REQUIRED WORK:
Find the line with "on each axis)." and the line with "if let Some(c)" in the entries below; output exactly those two lines, every line between them, and no others.
>>>>>
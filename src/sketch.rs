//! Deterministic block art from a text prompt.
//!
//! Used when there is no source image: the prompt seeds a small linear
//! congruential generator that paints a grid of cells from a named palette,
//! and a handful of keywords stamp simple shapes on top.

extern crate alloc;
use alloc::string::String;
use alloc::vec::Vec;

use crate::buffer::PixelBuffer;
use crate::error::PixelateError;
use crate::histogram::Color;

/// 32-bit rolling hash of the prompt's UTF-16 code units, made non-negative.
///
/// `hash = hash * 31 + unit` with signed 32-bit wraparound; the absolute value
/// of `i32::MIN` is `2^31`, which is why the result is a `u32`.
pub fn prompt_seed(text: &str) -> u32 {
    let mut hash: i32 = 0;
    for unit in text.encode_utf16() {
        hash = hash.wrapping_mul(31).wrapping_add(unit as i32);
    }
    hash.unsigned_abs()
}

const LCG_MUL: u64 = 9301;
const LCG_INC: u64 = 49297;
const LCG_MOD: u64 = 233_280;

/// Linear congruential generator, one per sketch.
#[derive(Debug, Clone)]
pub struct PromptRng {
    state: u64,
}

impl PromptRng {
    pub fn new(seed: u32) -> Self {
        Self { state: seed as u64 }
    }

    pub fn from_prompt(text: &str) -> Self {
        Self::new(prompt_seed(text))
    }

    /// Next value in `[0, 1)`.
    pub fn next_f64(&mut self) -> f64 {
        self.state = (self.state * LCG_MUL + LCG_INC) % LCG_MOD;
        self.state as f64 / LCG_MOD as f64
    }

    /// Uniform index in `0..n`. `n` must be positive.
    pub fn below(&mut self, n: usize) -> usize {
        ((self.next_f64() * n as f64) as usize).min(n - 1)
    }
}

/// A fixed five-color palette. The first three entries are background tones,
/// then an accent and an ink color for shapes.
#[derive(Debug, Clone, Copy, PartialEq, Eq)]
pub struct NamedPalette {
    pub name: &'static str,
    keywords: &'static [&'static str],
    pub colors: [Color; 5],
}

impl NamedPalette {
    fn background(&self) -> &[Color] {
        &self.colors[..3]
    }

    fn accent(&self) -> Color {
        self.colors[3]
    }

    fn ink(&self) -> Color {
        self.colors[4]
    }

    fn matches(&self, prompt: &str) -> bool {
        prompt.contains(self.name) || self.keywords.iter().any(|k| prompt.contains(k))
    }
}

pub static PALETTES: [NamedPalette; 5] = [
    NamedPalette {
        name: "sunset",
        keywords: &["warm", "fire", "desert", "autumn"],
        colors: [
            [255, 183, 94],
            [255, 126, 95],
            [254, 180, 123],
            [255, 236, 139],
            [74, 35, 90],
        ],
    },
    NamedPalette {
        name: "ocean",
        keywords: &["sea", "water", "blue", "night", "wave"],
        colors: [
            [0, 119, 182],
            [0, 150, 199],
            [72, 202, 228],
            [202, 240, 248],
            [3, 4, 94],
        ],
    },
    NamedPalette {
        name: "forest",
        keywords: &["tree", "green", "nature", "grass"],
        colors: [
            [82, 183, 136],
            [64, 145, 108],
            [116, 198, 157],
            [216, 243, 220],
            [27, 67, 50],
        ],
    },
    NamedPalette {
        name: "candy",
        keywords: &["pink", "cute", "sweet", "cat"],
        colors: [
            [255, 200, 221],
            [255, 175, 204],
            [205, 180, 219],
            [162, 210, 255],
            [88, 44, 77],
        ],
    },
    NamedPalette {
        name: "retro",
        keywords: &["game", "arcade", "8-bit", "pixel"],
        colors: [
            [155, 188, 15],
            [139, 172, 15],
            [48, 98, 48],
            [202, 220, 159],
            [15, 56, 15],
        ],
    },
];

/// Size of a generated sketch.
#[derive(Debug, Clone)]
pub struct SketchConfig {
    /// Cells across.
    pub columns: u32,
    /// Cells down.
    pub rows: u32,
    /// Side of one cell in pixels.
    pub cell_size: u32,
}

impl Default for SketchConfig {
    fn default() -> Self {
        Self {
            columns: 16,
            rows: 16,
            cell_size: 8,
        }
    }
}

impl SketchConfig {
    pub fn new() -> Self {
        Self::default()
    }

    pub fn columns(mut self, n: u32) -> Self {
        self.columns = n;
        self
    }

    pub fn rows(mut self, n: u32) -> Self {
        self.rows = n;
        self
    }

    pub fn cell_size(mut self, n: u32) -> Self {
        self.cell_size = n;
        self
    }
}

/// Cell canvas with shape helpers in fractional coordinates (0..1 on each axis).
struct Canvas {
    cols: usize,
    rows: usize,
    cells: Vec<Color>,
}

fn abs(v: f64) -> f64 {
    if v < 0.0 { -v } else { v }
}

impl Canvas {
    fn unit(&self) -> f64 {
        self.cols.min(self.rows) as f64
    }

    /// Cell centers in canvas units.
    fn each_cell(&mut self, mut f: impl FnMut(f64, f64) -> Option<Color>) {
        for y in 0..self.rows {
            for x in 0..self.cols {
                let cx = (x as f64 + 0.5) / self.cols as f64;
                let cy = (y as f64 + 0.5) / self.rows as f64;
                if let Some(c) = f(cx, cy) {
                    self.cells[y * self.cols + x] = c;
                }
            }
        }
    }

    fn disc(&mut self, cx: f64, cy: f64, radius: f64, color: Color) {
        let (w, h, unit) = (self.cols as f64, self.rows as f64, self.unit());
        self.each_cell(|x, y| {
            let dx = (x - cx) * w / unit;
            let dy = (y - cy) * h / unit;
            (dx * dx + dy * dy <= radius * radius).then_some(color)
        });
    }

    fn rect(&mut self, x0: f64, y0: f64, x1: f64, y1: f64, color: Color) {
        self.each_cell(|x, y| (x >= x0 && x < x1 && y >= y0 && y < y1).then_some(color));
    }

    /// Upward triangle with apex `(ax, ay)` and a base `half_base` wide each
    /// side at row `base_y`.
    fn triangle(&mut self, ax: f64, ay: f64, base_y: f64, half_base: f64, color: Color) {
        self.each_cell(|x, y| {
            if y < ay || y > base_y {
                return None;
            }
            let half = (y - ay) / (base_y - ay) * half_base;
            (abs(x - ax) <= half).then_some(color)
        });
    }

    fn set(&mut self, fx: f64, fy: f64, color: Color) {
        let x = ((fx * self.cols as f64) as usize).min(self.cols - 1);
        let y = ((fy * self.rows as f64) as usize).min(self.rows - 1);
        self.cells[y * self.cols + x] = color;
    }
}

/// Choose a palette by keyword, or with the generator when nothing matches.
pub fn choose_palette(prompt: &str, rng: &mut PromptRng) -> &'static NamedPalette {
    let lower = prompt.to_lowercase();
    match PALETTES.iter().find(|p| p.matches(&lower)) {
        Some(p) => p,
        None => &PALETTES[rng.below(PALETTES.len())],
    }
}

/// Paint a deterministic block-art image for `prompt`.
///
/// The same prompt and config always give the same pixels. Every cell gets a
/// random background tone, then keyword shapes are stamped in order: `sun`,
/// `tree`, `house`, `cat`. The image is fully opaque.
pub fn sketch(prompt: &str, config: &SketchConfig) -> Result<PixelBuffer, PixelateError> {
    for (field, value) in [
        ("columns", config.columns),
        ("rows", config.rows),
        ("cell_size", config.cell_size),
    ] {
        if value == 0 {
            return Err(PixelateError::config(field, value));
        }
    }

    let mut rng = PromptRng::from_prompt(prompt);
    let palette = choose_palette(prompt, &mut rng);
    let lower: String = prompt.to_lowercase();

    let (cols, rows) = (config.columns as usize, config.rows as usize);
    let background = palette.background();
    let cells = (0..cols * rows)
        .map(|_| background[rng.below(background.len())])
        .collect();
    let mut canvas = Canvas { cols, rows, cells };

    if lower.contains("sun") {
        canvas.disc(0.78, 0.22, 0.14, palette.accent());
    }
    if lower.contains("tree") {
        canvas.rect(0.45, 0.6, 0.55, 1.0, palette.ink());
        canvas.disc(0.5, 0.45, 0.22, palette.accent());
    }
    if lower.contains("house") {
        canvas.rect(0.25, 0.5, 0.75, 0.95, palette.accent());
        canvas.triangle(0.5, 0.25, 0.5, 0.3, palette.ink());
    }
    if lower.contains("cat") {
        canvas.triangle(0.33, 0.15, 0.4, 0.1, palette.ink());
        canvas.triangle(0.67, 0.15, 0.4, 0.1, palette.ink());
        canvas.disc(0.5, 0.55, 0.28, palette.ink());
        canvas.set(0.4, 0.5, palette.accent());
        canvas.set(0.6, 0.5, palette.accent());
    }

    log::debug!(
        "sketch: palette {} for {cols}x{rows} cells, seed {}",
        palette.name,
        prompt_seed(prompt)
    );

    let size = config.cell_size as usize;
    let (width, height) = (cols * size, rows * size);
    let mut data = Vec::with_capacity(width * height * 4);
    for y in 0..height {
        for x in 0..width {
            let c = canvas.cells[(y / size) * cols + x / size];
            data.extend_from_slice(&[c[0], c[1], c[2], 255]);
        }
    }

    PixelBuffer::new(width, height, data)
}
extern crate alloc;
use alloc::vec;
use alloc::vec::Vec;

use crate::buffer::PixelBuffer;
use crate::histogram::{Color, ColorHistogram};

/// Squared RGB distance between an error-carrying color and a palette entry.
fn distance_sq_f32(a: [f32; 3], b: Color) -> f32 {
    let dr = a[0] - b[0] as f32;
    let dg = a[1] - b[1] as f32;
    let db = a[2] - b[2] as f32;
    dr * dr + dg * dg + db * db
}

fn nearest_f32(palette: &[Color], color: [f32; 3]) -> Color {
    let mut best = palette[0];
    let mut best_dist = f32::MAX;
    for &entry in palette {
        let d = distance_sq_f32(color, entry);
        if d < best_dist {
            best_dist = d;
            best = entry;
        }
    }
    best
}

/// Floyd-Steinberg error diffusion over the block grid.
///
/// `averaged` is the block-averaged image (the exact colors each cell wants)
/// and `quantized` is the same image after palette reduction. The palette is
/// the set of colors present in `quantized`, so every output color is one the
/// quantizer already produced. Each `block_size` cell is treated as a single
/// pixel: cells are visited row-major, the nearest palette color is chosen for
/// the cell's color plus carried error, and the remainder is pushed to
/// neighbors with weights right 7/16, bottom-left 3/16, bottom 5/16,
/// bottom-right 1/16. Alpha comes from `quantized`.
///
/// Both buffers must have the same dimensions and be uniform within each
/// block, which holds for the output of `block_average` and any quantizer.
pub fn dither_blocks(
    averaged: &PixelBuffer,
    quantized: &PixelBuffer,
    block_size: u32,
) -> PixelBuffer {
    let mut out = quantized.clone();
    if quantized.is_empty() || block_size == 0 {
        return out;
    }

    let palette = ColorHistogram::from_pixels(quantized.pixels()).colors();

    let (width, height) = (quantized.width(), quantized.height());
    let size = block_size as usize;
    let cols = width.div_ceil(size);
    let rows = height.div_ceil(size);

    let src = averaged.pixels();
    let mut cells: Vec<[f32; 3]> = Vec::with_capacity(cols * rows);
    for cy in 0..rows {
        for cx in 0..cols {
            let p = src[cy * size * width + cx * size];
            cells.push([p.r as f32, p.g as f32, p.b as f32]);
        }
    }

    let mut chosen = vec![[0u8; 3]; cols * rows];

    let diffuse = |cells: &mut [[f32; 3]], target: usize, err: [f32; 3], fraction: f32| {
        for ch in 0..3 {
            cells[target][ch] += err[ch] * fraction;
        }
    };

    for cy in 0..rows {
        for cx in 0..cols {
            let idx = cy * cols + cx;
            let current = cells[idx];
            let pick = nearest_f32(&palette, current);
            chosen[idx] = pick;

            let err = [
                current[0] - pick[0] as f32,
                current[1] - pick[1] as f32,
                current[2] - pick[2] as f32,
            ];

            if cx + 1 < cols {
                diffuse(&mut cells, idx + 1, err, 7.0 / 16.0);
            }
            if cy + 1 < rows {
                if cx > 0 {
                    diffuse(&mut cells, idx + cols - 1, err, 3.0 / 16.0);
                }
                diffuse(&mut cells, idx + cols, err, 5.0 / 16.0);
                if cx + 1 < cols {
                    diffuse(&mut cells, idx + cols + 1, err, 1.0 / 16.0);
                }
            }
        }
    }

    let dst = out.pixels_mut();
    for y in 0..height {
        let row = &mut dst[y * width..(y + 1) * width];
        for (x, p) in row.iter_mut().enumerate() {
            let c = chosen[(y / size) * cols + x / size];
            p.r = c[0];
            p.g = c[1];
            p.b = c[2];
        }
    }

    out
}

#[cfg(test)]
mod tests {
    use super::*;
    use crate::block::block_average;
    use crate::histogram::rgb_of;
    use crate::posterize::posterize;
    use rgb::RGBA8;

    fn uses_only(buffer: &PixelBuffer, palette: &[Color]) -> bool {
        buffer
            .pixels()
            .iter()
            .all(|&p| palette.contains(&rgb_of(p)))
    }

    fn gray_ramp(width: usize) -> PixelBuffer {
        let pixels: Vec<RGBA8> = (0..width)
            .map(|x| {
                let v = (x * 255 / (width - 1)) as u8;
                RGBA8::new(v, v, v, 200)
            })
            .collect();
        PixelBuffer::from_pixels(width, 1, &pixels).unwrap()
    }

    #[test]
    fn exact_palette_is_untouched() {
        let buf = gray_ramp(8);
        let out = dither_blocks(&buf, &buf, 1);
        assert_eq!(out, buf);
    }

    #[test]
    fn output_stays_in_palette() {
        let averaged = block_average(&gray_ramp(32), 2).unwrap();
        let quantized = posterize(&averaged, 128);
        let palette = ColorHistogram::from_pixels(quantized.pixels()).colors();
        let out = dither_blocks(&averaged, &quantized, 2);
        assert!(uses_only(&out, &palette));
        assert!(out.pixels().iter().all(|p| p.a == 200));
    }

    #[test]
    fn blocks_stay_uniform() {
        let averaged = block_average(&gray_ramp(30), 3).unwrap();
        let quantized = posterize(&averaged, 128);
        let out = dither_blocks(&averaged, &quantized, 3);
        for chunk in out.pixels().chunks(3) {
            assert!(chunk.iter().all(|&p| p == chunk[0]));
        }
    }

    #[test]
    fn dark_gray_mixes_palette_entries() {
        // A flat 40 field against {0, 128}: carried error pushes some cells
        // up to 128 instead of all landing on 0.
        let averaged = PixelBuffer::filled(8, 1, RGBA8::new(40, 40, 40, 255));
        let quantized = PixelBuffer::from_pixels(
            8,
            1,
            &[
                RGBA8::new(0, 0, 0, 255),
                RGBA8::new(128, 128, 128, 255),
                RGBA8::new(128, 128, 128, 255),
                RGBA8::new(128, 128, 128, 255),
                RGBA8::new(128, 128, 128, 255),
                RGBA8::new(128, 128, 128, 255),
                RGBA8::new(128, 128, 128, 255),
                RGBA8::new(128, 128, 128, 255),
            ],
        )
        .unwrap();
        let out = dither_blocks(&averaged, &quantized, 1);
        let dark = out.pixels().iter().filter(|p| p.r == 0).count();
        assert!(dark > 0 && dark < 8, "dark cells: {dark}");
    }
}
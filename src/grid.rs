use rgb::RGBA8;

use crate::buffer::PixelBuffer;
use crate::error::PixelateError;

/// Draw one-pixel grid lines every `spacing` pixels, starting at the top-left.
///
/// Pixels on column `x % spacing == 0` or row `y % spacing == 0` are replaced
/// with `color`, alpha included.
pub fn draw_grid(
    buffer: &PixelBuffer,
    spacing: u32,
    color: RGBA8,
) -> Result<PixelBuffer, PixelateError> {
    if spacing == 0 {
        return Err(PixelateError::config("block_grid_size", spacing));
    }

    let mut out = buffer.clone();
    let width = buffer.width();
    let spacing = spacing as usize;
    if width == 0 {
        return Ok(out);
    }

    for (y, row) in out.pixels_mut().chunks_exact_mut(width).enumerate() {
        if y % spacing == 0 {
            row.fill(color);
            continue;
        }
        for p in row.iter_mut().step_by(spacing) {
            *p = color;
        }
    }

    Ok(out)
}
<<<<<
RESULT OF THIS EXERCISE:
/// Cell canvas with shape helpers in fractional coordinates (0..1 on each axis).
struct Canvas {
    cols: usize,
    rows: usize,
    cells: Vec<Color>,
}

fn abs(v: f64) -> f64 {
    if v < 0.0 { -v } else { v }
}

impl Canvas {
    fn unit(&self) -> f64 {
        self.cols.min(self.rows) as f64
    }

    /// Cell centers in canvas units.
    fn each_cell(&mut self, mut f: impl FnMut(f64, f64) -> Option<Color>) {
        for y in 0..self.rows {
            for x in 0..self.cols {
                let cx = (x as f64 + 0.5) / self.cols as f64;
                let cy = (y as f64 + 0.5) / self.rows as f64;
                if let Some(c) = f(cx, cy) {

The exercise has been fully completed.